DESCRIPTION OF THE TASK
In the records that follow, the lines from the one containing "assert_eq!(encode_power(PWR_MAX_DBM), 31);" to the one containing "let cmds = &radio.bus_mut().commands;", inclusive, are to be given again exactly.

[Stored items]
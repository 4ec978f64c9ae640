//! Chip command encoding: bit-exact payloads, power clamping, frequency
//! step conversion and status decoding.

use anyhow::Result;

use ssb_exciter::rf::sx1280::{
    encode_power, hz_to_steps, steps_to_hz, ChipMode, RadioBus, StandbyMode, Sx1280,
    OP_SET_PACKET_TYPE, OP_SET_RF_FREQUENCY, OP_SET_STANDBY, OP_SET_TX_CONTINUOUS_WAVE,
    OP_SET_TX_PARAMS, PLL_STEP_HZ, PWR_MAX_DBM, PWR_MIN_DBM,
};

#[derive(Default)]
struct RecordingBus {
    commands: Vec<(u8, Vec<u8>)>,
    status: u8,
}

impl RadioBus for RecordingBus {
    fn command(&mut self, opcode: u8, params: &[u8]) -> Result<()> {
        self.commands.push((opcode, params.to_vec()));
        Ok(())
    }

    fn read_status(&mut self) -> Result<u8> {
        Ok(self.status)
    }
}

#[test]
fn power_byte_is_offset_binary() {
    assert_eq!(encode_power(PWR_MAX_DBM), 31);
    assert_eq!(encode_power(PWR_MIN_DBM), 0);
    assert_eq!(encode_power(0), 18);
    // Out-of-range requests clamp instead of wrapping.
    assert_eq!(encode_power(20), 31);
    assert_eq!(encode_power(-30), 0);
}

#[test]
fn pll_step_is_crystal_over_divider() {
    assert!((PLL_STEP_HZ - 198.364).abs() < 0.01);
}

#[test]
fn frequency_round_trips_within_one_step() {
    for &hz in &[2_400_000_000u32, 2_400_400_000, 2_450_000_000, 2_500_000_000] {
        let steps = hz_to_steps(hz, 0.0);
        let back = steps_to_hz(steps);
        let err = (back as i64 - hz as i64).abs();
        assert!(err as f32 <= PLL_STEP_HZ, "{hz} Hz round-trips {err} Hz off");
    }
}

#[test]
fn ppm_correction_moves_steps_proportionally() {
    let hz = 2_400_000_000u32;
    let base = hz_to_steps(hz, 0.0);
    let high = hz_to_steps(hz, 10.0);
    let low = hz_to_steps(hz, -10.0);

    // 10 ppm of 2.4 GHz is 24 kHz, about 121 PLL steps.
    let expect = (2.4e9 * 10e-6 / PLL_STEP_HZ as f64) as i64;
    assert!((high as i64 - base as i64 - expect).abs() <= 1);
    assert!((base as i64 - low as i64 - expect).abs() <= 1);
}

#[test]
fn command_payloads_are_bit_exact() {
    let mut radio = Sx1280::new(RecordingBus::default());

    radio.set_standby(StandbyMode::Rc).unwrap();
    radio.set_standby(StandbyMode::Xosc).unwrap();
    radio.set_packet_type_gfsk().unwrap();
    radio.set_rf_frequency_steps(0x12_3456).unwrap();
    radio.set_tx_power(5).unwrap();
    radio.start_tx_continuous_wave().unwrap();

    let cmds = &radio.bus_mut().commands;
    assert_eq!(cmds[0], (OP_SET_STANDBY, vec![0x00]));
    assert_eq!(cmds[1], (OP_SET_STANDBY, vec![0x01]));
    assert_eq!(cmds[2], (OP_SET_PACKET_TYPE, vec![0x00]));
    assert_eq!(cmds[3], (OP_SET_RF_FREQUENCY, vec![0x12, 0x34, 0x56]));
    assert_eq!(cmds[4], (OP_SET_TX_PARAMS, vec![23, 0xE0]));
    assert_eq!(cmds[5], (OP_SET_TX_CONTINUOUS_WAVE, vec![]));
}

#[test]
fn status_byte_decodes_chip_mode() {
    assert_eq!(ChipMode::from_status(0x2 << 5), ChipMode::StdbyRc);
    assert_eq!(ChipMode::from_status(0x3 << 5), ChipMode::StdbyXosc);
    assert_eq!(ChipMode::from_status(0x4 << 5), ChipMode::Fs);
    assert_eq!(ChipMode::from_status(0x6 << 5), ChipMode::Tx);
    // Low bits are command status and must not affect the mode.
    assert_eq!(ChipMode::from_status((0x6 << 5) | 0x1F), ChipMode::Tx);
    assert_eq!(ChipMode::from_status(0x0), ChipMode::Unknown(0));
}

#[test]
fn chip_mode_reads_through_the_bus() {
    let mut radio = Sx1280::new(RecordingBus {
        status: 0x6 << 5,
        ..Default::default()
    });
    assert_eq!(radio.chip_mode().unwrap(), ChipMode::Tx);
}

---

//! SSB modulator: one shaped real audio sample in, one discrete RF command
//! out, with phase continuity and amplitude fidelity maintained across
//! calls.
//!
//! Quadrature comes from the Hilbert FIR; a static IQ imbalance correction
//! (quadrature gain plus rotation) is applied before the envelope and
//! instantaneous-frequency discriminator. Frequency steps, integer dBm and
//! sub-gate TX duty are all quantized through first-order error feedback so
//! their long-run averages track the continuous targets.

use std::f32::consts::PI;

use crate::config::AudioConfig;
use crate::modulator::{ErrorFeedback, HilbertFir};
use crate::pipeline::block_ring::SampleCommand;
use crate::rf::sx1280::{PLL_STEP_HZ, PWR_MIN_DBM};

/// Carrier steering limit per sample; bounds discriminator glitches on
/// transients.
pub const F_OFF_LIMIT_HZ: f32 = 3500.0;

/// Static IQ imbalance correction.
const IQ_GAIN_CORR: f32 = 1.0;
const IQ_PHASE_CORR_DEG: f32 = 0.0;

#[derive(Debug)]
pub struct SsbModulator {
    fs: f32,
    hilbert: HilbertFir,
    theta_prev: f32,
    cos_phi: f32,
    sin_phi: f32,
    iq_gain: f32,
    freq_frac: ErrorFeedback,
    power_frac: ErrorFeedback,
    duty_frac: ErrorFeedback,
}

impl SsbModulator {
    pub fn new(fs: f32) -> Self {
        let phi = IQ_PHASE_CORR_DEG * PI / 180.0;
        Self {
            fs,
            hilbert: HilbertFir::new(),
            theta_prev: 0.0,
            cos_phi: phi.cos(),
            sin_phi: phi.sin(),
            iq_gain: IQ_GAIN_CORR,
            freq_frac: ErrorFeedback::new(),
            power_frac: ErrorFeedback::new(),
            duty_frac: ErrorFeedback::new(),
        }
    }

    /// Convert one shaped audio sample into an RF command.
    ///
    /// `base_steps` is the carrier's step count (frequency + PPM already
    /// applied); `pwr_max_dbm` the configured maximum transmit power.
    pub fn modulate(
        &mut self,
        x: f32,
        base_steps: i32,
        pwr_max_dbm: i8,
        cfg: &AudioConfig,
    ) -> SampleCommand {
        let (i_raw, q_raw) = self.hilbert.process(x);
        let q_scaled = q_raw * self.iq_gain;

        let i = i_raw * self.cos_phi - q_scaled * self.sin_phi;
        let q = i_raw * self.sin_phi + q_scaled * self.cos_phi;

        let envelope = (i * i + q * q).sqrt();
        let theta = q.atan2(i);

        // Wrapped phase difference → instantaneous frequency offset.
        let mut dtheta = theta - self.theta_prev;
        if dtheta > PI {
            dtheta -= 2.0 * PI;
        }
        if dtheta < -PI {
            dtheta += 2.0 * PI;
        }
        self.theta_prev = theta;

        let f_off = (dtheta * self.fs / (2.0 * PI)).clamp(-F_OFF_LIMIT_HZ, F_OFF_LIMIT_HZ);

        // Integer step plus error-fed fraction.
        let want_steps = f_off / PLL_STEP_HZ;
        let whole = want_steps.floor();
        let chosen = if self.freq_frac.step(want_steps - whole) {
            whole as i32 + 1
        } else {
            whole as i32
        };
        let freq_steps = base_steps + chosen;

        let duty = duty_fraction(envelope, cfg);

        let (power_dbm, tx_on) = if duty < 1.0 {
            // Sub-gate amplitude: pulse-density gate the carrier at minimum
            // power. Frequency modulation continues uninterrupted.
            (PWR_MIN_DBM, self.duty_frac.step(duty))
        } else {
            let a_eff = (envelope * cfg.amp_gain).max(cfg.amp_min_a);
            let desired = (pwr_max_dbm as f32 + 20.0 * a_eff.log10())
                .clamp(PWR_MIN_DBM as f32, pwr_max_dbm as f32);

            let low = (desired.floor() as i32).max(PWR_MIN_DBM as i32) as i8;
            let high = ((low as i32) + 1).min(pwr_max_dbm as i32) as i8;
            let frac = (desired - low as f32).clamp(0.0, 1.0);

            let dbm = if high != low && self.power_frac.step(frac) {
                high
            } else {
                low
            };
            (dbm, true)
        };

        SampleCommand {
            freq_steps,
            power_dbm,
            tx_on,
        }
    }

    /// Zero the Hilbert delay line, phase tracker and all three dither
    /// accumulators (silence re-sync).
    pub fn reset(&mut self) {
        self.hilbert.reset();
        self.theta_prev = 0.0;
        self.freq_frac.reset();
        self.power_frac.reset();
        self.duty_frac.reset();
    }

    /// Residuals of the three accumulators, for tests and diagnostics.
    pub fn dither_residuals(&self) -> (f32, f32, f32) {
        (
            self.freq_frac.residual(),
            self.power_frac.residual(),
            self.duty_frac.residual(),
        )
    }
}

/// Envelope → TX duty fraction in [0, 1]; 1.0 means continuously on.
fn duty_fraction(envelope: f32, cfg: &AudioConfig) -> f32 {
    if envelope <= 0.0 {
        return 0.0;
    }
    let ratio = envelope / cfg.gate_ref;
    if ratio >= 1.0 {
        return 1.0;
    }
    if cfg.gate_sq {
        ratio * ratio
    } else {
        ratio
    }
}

EXERCISE ANSWER
    assert_eq!(encode_power(PWR_MAX_DBM), 31);
    assert_eq!(encode_power(PWR_MIN_DBM), 0);
    assert_eq!(encode_power(0), 18);
    // Out-of-range requests clamp instead of wrapping.
    assert_eq!(encode_power(20), 31);
    assert_eq!(encode_power(-30), 0);
}

#[test]
fn pll_step_is_crystal_over_divider() {
    assert!((PLL_STEP_HZ - 198.364).abs() < 0.01);
}

#[test]
fn frequency_round_trips_within_one_step() {
    for &hz in &[2_400_000_000u32, 2_400_400_000, 2_450_000_000, 2_500_000_000] {
        let steps = hz_to_steps(hz, 0.0);
        let back = steps_to_hz(steps);
        let err = (back as i64 - hz as i64).abs();
        assert!(err as f32 <= PLL_STEP_HZ, "{hz} Hz round-trips {err} Hz off");
    }
}

#[test]
fn ppm_correction_moves_steps_proportionally() {
    let hz = 2_400_000_000u32;
    let base = hz_to_steps(hz, 0.0);
    let high = hz_to_steps(hz, 10.0);
    let low = hz_to_steps(hz, -10.0);

    // 10 ppm of 2.4 GHz is 24 kHz, about 121 PLL steps.
    let expect = (2.4e9 * 10e-6 / PLL_STEP_HZ as f64) as i64;
    assert!((high as i64 - base as i64 - expect).abs() <= 1);
    assert!((base as i64 - low as i64 - expect).abs() <= 1);
}

#[test]
fn command_payloads_are_bit_exact() {
    let mut radio = Sx1280::new(RecordingBus::default());

    radio.set_standby(StandbyMode::Rc).unwrap();
    radio.set_standby(StandbyMode::Xosc).unwrap();
    radio.set_packet_type_gfsk().unwrap();
    radio.set_rf_frequency_steps(0x12_3456).unwrap();
    radio.set_tx_power(5).unwrap();
    radio.start_tx_continuous_wave().unwrap();

    let cmds = &radio.bus_mut().commands;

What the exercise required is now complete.